The course will introduce the core concepts of machine learning, with an emphasis on the computational, statistical and mathematical foundations of the field. We will study models for both supervised learning and unsupervised learning, introducing these models alongside foundational machine learning concepts, such as maximum likelihood estimation, regularization, information theory, and gradient-based optimization.


This course requires programming skills (Python and NumPy), calculus (e.g., MATH 222), linear algebra (e.g., MATH 223), probability (MATH 323) and algorithms (COMP 251).

Course Material:

Assignments, slides, and other course materials are posted on myCourses.


There are no required textbook but we closely follow the presentation of the following book:
Probabilistic Machine Learning: An Introduction by Kevin Murphy (2022) ( McGill access , GitHub draft)

List of Topics Includes (subject to minor change)

Linear Classification and Regression
Maximum Likelihood
Gradient Descent Methods
Neural Networks and Deep Learning
Exemplar Based Methods
Decision Trees, Bagging and Random Forests
Dimensionality Reduction


Evaluation will be based on the following components:
- Theory and Programming Assignments (60%)
- Final Exam (40%)

If you experience barriers to learning in this course, please do not hesitate to discuss them with me. As a point of reference, you can reach the Office for Students with Disabilities at 514-398-6009.

Academic Integrity

“McGill University values academic integrity.
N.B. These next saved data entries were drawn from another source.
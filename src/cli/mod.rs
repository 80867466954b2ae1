pub mod args;
pub mod dates;
pub mod output;

use std::path::{Path, PathBuf};

use anyhow::Result;
use args::{GlobalArgs, ReportArgs};
use chrono::Local;
use clap::{CommandFactory, Parser, Subcommand};
use dates::{days_between, parse_day};
use output::{print_dates, print_summary, EventPrinter};
use tracing::{error, info};

use crate::{
    config::Config,
    report::{merge_maps, UsageSummary},
    storage::{json_store::JsonFileStore, AppTimeMap, UsageStore},
    tracker::start_tracker,
    utils::{
        clock::DefaultClock,
        dir::create_application_default_path,
        logging::{enable_logging, CLI_PREFIX, TRACKER_PREFIX},
        runtime::multi_thread_runtime,
        time::date_to_record_name,
    },
};

pub const LOGS_DIR: &str = "logs";

#[derive(Parser, Debug)]
#[command(name = "screentime", version, long_about = None)]
#[command(about = "Tracks how long every application stays in the foreground", long_about = None)]
pub struct Args {
    #[command(flatten)]
    global: GlobalArgs,
    #[command(subcommand)]
    commands: Commands,
}

#[derive(Subcommand, Debug)]
enum Commands {
    #[command(
        about = "Track the foreground application in this console until stopped by a shortcut or Ctrl-C"
    )]
    Track,
    #[command(about = "Display the totals recorded today")]
    Today {
        #[command(flatten)]
        report: ReportArgs,
    },
    #[command(about = "Display the totals of a single day")]
    Show {
        #[arg(help = "Day to show. Examples are \"yesterday\", \"2025-03-15\", \"15/03/2025\"")]
        date: String,
        #[command(flatten)]
        report: ReportArgs,
    },
    #[command(about = "List the days that have recorded data")]
    Dates,
    #[command(about = "Display the combined totals of several days")]
    Range {
        #[arg(long, help = "First day of the range, included")]
        from: String,
        #[arg(long, help = "Last day of the range, included")]
        to: String,
        #[command(flatten)]
        report: ReportArgs,
    },
}

pub fn run_cli(Args { global, commands }: Args) -> Result<()> {
    let app_dir = global
        .dir
        .map_or_else(create_application_default_path, |dir| {
            std::fs::create_dir_all(&dir)?;
            Ok(dir)
        })?;
    let prefix = match commands {
        Commands::Track => TRACKER_PREFIX,
        _ => CLI_PREFIX,
    };
    enable_logging(prefix, &app_dir.join(LOGS_DIR), global.log, global.log_console)?;

    let config = Config::load_from_dir(&app_dir)
        .inspect_err(|e| error!("Failed to load configuration {e:?}"))?;

    multi_thread_runtime()?
        .block_on(run_command(commands, app_dir, config))
        .inspect_err(|e| error!("Error running cli {e:?}"))
}

async fn run_command(commands: Commands, app_dir: PathBuf, config: Config) -> Result<()> {
    match commands {
        Commands::Track => track(&app_dir, &config).await,
        Commands::Today { report } => {
            let store = open_store(&app_dir, &config);
            let title = format!("Today {}", date_to_record_name(Local::now().date_naive()));
            show_report(&title, &store.today().await, report, &config);
            Ok(())
        }
        Commands::Show { date, report } => {
            let day = parse_day(&date, Local::now(), report.date_style.into())
                .map_err(validation_error)?;
            let store = open_store(&app_dir, &config);
            let name = date_to_record_name(day);
            show_report(&name, &store.date_entry(&name).await, report, &config);
            Ok(())
        }
        Commands::Dates => {
            let store = open_store(&app_dir, &config);
            print_dates(&store.all_dates().await);
            Ok(())
        }
        Commands::Range { from, to, report } => {
            let now = Local::now();
            let from = parse_day(&from, now, report.date_style.into()).map_err(validation_error)?;
            let to = parse_day(&to, now, report.date_style.into()).map_err(validation_error)?;
            let days = days_between(from, to).map_err(validation_error)?;

            let mut log = open_store(&app_dir, &config).load().await;
            let maps = days
                .into_iter()
                .filter_map(|day| log.remove(&date_to_record_name(day)))
                .collect::<Vec<_>>();
            let title = format!("{} to {}", date_to_record_name(from), date_to_record_name(to));
            show_report(&title, &merge_maps(&maps), report, &config);
            Ok(())
        }
    }
}

async fn track(app_dir: &Path, config: &Config) -> Result<()> {
    let catalog = config.catalog();
    let mut printer = EventPrinter::new(&catalog);
    info!("Starting tracker in {app_dir:?}");
    start_tracker(app_dir, config, |event| printer.print(event)).await?;

    let summary = UsageSummary::from_map(printer.last_times());
    print_summary("Today", &summary, &catalog);
    Ok(())
}

fn open_store(app_dir: &Path, config: &Config) -> JsonFileStore {
    JsonFileStore::new(config.data_file(app_dir), Box::new(DefaultClock))
}

fn show_report(title: &str, times: &AppTimeMap, report: ReportArgs, config: &Config) {
    let summary = UsageSummary::from_map(times).with_min_share(report.min_percentage);
    print_summary(title, &summary, &config.catalog());
}

fn validation_error(e: anyhow::Error) -> anyhow::Error {
    Args::command()
        .error(clap::error::ErrorKind::ValueValidation, format!("{e}"))
        .into()
}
Therefore, all students must understand the meaning and consequences of cheating, plagiarism and other academic offences under the Code of Student Conduct and Disciplinary Procedures” (see for more information). (Approved by Senate on 29 January 2003)

Language of Submission

“In accord with McGill University’s Charter of Student Rights, students in this course have the right to submit in English or in French any written work that is to be graded. This does not apply to courses in which acquiring proficiency in a language is one of the objectives.” (Approved by Senate on 21 January 2009)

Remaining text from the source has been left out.